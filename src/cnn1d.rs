//! Modelo de software del IP desplegado en la FPGA:
//! Conv1D (kernel 3, padding con ceros) → ReLU → Flatten → Dense.
//! Devuelve logits; el softmax se aplica en el filtro.

use serde::Deserialize;
use std::path::Path;

use crate::accelerator::{check_buffers, Accelerator, AcceleratorError};
use crate::config::read_json;
use crate::error::{PipelineError, Result};

pub const KERNEL: usize = 3;

/// Pesos exportados desde el entrenamiento
#[derive(Debug, Clone, Deserialize)]
pub struct Cnn1dWeights {
    /// `[CONV_OUT][KERNEL]`
    pub conv_weights: Vec<[f32; KERNEL]>,
    /// `[CONV_OUT]`
    pub conv_bias: Vec<f32>,
    /// `[D_in * CONV_OUT][CLASSES]`, índice de fila `t * CONV_OUT + f`
    pub dense_weights: Vec<Vec<f32>>,
    /// `[CLASSES]`
    pub dense_bias: Vec<f32>,
}

#[derive(Debug, Clone)]
pub struct Cnn1dAccelerator {
    conv_weights: Vec<[f32; KERNEL]>,
    conv_bias: Vec<f32>,
    dense_weights: Vec<f32>,
    dense_bias: Vec<f32>,
    input_len: usize,
}

impl Cnn1dAccelerator {
    pub fn new(weights: Cnn1dWeights) -> Result<Self> {
        let filters = weights.conv_weights.len();
        let classes = weights.dense_bias.len();

        if filters == 0 || weights.conv_bias.len() != filters {
            return Err(PipelineError::Configuration(format!(
                "conv1d con {} filtros y {} bias",
                filters,
                weights.conv_bias.len()
            )));
        }
        if classes == 0 || weights.dense_weights.iter().any(|row| row.len() != classes) {
            return Err(PipelineError::Configuration(format!(
                "filas de la capa densa deben tener {} columnas",
                classes
            )));
        }
        let rows = weights.dense_weights.len();
        if rows == 0 || rows % filters != 0 {
            return Err(PipelineError::Configuration(format!(
                "capa densa con {} filas no es múltiplo de {} filtros",
                rows, filters
            )));
        }

        Ok(Self {
            conv_weights: weights.conv_weights,
            conv_bias: weights.conv_bias,
            dense_weights: weights.dense_weights.into_iter().flatten().collect(),
            dense_bias: weights.dense_bias,
            input_len: rows / filters,
        })
    }

    pub fn from_json_file(path: impl AsRef<Path>) -> Result<Self> {
        Self::new(read_json(path.as_ref())?)
    }

    fn filters(&self) -> usize {
        self.conv_weights.len()
    }
}

impl Accelerator for Cnn1dAccelerator {
    fn input_len(&self) -> usize {
        self.input_len
    }

    fn output_len(&self) -> usize {
        self.dense_bias.len()
    }

    fn transfer(&mut self, input: &[f32], output: &mut [f32]) -> std::result::Result<(), AcceleratorError> {
        check_buffers(input, output, self.input_len, self.dense_bias.len())?;

        let classes = self.dense_bias.len();
        output.copy_from_slice(&self.dense_bias);

        for t in 0..self.input_len {
            let prev = if t > 0 { input[t - 1] } else { 0.0 };
            let next = input.get(t + 1).copied().unwrap_or(0.0);
            let taps = [prev, input[t], next];

            for (f, (kernel, bias)) in self.conv_weights.iter().zip(&self.conv_bias).enumerate() {
                let act = kernel
                    .iter()
                    .zip(&taps)
                    .fold(*bias, |acc, (w, x)| acc + w * x)
                    .max(0.0);

                // Conv y densa fusionadas: cada activación se acumula al momento
                let row = (t * self.filters() + f) * classes;
                for (logit, w) in output.iter_mut().zip(&self.dense_weights[row..row + classes]) {
                    *logit += act * w;
                }
            }
        }
        Ok(())
    }

    fn name(&self) -> &str {
        "cnn1d"
    }
}
/*
Daemon de inferencia de gestos en tiempo real.

Recibe paquetes UDP del guante (4 frames × 5 IMU × 6 ejes, f32 big-endian),
los encola con política latest-wins y emite una decisión JSON por línea en
stdout cada vez que un gesto queda confirmado.

Ejemplo:
    RUST_LOG=debug ./target/release/gestured --model-dir model/ --backend cnn1d
*/

use anyhow::{Context, Result};
use clap::Parser;
use std::io;
use std::net::UdpSocket;
use std::path::PathBuf;
use std::sync::atomic::{AtomicBool, Ordering};
use std::sync::Arc;
use std::thread;
use std::time::Duration;
use tracing::{debug, error, info, warn};
use tracing_subscriber::EnvFilter;

use gestured::backend::{open_backend, Backend};
use gestured::decision::JsonLinesSink;
use gestured::packet::PacketDecoder;
use gestured::{ingest_queue, Accelerator, Batch, FilterConfig, IngestProducer, ModelBundle, Pipeline, PipelineConfig};

/// Primer id de sesión; cada lote recibido incrementa el contador
const FIRST_SESSION: u64 = 1000;

#[derive(Parser, Debug)]
#[command(name = "gestured", about = "Inferencia de gestos en tiempo real")]
struct Args {
    /// Directorio con meta.json, projection.json y los pesos
    #[arg(long)]
    model_dir: PathBuf,

    /// Dirección UDP donde llegan los paquetes del guante
    #[arg(long, default_value = "0.0.0.0:5005")]
    bind: String,

    #[arg(long, value_enum, default_value = "linear")]
    backend: Backend,

    /// Archivo de pesos (por defecto el del backend dentro de model_dir)
    #[arg(long)]
    weights: Option<PathBuf>,

    #[arg(long, default_value_t = 10)]
    queue_capacity: usize,

    /// Timeout del consumidor en milisegundos
    #[arg(long, default_value_t = 1000)]
    poll_ms: u64,

    #[arg(long, default_value_t = 0.5)]
    confidence: f32,

    #[arg(long, default_value_t = 3.0)]
    cooldown_secs: f64,

    #[arg(long, default_value_t = 4)]
    frames_per_packet: usize,

    /// Detiene el daemon tras N segundos (pruebas en banco)
    #[arg(long)]
    run_secs: Option<u64>,
}

impl Args {
    fn pipeline_config(&self) -> Result<PipelineConfig> {
        let cooldown = Duration::try_from_secs_f64(self.cooldown_secs)
            .with_context(|| format!("cooldown inválido: {}", self.cooldown_secs))?;
        Ok(PipelineConfig {
            filter: FilterConfig {
                confidence_threshold: self.confidence,
                cooldown,
            },
            queue_capacity: self.queue_capacity.max(1),
            poll_interval: Duration::from_millis(self.poll_ms),
            frames_per_packet: self.frames_per_packet,
        })
    }
}

fn main() -> Result<()> {
    tracing_subscriber::fmt()
        .with_env_filter(EnvFilter::try_from_default_env().unwrap_or_else(|_| "info".into()))
        .with_writer(io::stderr)
        .init();

    let args = Args::parse();
    let config = args.pipeline_config()?;

    let bundle = ModelBundle::load(&args.model_dir)
        .with_context(|| format!("No se pudo cargar el modelo de {:?}", args.model_dir))?;
    info!(
        window = bundle.meta.window,
        segments = bundle.meta.num_segments,
        d_pca = bundle.meta.d_pca,
        classes = bundle.meta.classes,
        "✅ Modelo cargado"
    );

    let device = open_backend(args.backend, &bundle, args.weights.as_deref())
        .context("No se pudo abrir el acelerador")?;
    info!(backend = device.name(), "✅ Acelerador listo");

    let mut pipeline = Pipeline::from_bundle(&bundle, device, config.filter)?;

    let socket = UdpSocket::bind(&args.bind).with_context(|| format!("No se pudo abrir {}", args.bind))?;
    socket.set_read_timeout(Some(config.poll_interval))?;
    info!(bind = %args.bind, "🎧 Escuchando paquetes UDP");

    let shutdown = Arc::new(AtomicBool::new(false));
    let (producer, consumer) = ingest_queue(config.queue_capacity);

    let receiver = {
        let shutdown = Arc::clone(&shutdown);
        let decoder = PacketDecoder::new(config.frames_per_packet);
        thread::Builder::new()
            .name("udp-ingest".into())
            .spawn(move || receive_loop(socket, decoder, producer, &shutdown))?
    };

    if let Some(secs) = args.run_secs {
        let shutdown = Arc::clone(&shutdown);
        thread::spawn(move || {
            thread::sleep(Duration::from_secs(secs));
            info!("⏱️  Tiempo de ejecución agotado");
            shutdown.store(true, Ordering::Relaxed);
        });
    }

    let stdout = io::stdout();
    let mut sink = JsonLinesSink::new(stdout.lock());
    let stats = pipeline.run(&consumer, &mut sink, &shutdown, config.poll_interval);

    shutdown.store(true, Ordering::Relaxed);
    if receiver.join().is_err() {
        error!("❌ El hilo de recepción terminó con pánico");
    }

    info!(
        batches = stats.batches,
        decisions = stats.decisions,
        rejected = stats.rejected,
        "👋 Saliendo"
    );
    Ok(())
}

/// Hilo productor: socket → decodificador → cola
fn receive_loop(socket: UdpSocket, decoder: PacketDecoder, producer: IngestProducer, shutdown: &AtomicBool) {
    let mut buf = vec![0u8; decoder.expected_len().max(2048)];
    let mut session = FIRST_SESSION;

    while !shutdown.load(Ordering::Relaxed) {
        let (len, peer) = match socket.recv_from(&mut buf) {
            Ok(received) => received,
            Err(e) if matches!(e.kind(), io::ErrorKind::WouldBlock | io::ErrorKind::TimedOut) => continue,
            Err(e) => {
                error!("❌ Error leyendo del socket: {}", e);
                break;
            }
        };

        let frames = match decoder.decode(&buf[..len]) {
            Ok(frames) => frames,
            Err(e) => {
                warn!(%peer, "⚠️  Paquete descartado: {}", e);
                continue;
            }
        };

        let dropped = producer.enqueue(Batch::new(session, frames));
        if dropped > 0 {
            debug!(session, dropped, "Lotes viejos descartados");
        }
        session += 1;
    }

    let stats = producer.stats();
    info!(enqueued = stats.enqueued, dropped = stats.dropped, "Recepción detenida");
}
//! Pipeline de inferencia de gestos en tiempo real para un guante con 5 IMU.
//!
//! Flujo: lotes de frames → cola latest-wins → ventana deslizante →
//! estadísticas por segmento + proyección → acelerador → filtro
//! (confianza, doble confirmación, cooldown) → decisión con latencia.

pub mod accelerator;
pub mod backend;
pub mod clock;
pub mod cnn1d;
pub mod config;
pub mod csv_loader;
pub mod decision;
pub mod error;
pub mod features;
pub mod filter;
pub mod ingest_queue;
#[cfg(feature = "onnx")]
pub mod onnx;
pub mod packet;
pub mod pipeline;
pub mod projection;
pub mod types;
pub mod window;

pub use accelerator::{Accelerator, AcceleratorAdapter, AcceleratorError, LinearAccelerator};
pub use clock::{Clock, ManualClock, Stamp, SystemClock};
pub use config::{ModelBundle, ModelMeta, PipelineConfig};
pub use decision::{Decision, DecisionSink};
pub use error::{PipelineError, Result};
pub use features::{FeatureExtractor, Stat, StatSet};
pub use filter::{FilterConfig, PredictionFilter, Verdict};
pub use ingest_queue::{ingest_queue, IngestConsumer, IngestProducer};
pub use pipeline::{Pipeline, PipelineStats};
pub use projection::Projection;
pub use types::{Batch, Frame, SensorReading, SensorRow};
pub use window::SlidingWindow;
use chrono::{DateTime, Utc};
use serde::{Deserialize, Serialize};
use std::io::Write;

use crate::error::{PipelineError, Result};

#[derive(Debug, Clone, Copy, PartialEq, Eq, Serialize, Deserialize)]
#[serde(rename_all = "lowercase")]
pub enum DecisionStatus {
    Success,
}

/// Registro emitido por cada gesto confirmado
#[derive(Debug, Clone, PartialEq, Serialize, Deserialize)]
pub struct Decision {
    pub session: u64,
    /// Clase confirmada, nunca 0
    pub prediction: usize,
    pub window_ready_time: Option<DateTime<Utc>>,
    pub prediction_time: DateTime<Utc>,
    pub latency_ms: Option<f64>,
    pub status: DecisionStatus,
}

/// Colaborador de salida que recibe las decisiones
pub trait DecisionSink {
    fn emit(&mut self, decision: &Decision) -> Result<()>;
}

impl DecisionSink for Vec<Decision> {
    fn emit(&mut self, decision: &Decision) -> Result<()> {
        self.push(decision.clone());
        Ok(())
    }
}

/// Una línea JSON por decisión
pub struct JsonLinesSink<W: Write> {
    writer: W,
}

impl<W: Write> JsonLinesSink<W> {
    pub fn new(writer: W) -> Self {
        Self { writer }
    }

    pub fn into_inner(self) -> W {
        self.writer
    }
}

impl<W: Write> DecisionSink for JsonLinesSink<W> {
    fn emit(&mut self, decision: &Decision) -> Result<()> {
        serde_json::to_writer(&mut self.writer, decision).map_err(|e| PipelineError::Sink(e.to_string()))?;
        self.writer
            .write_all(b"\n")
            .and_then(|_| self.writer.flush())
            .map_err(|e| PipelineError::Sink(e.to_string()))
    }
}
//! Acelerador respaldado por ONNX Runtime. Útil para validar el modelo
//! exportado en una máquina sin la FPGA.

use ort::session::Session;
use ort::tensor::TensorElementType;
use ort::value::ValueType;
use std::path::Path;
use tracing::info;

use crate::accelerator::{check_buffers, Accelerator, AcceleratorError};
use crate::error::{PipelineError, Result};

pub struct OnnxAccelerator {
    session: Session,
    input_name: String,
    output_name: String,
    input_len: usize,
    output_len: usize,
}

impl OnnxAccelerator {
    /// El modelo recibe `[1, input_len]` y produce `output_len` logits
    pub fn new(model_path: impl AsRef<Path>, input_len: usize, output_len: usize) -> Result<Self> {
        let model_path = model_path.as_ref();
        let config_err = |e: ort::Error| {
            PipelineError::Configuration(format!("ONNX {:?}: {}", model_path, e))
        };

        let session = Session::builder()
            .map_err(config_err)?
            .commit_from_file(model_path)
            .map_err(config_err)?;

        let input_name = session
            .inputs
            .first()
            .map(|input| input.name.clone())
            .ok_or_else(|| PipelineError::Configuration("el modelo ONNX no tiene entradas".into()))?;

        // Primer tensor f32 de salida (los logits)
        let output_name = session
            .outputs
            .iter()
            .find(|output| {
                matches!(
                    output.output_type,
                    ValueType::Tensor {
                        ty: TensorElementType::Float32,
                        ..
                    }
                )
            })
            .or_else(|| session.outputs.first())
            .map(|output| output.name.clone())
            .ok_or_else(|| PipelineError::Configuration("el modelo ONNX no tiene salidas".into()))?;

        info!(model = ?model_path, input = %input_name, output = %output_name, "[ONNX] Modelo cargado");

        Ok(Self {
            session,
            input_name,
            output_name,
            input_len,
            output_len,
        })
    }

    /// Retorna cuántos logits produjo el modelo
    fn run(&mut self, input: &[f32], output: &mut [f32]) -> std::result::Result<usize, ort::Error> {
        let input_value = ort::value::Value::from_array((vec![1_usize, self.input_len], input.to_vec()))?;

        let outputs = self.session.run(ort::inputs![
            self.input_name.as_str() => &input_value,
        ])?;

        let (_, logits) = outputs[self.output_name.as_str()].try_extract_tensor::<f32>()?;
        for (dst, src) in output.iter_mut().zip(logits.iter()) {
            *dst = *src;
        }
        Ok(logits.len())
    }
}

impl Accelerator for OnnxAccelerator {
    fn input_len(&self) -> usize {
        self.input_len
    }

    fn output_len(&self) -> usize {
        self.output_len
    }

    fn transfer(&mut self, input: &[f32], output: &mut [f32]) -> std::result::Result<(), AcceleratorError> {
        check_buffers(input, output, self.input_len, self.output_len)?;
        let produced = self
            .run(input, output)
            .map_err(|e| AcceleratorError::Transfer(e.to_string()))?;
        if produced < self.output_len {
            return Err(AcceleratorError::BufferSize {
                kind: "salida",
                expected: self.output_len,
                actual: produced,
            });
        }
        Ok(())
    }

    fn name(&self) -> &str {
        "onnx"
    }
}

_Aim of the exercise_
List all lines above in which the string "OnnxAccelerator" appears.

_Written solution_
pub struct OnnxAccelerator {
impl OnnxAccelerator {
impl Accelerator for OnnxAccelerator {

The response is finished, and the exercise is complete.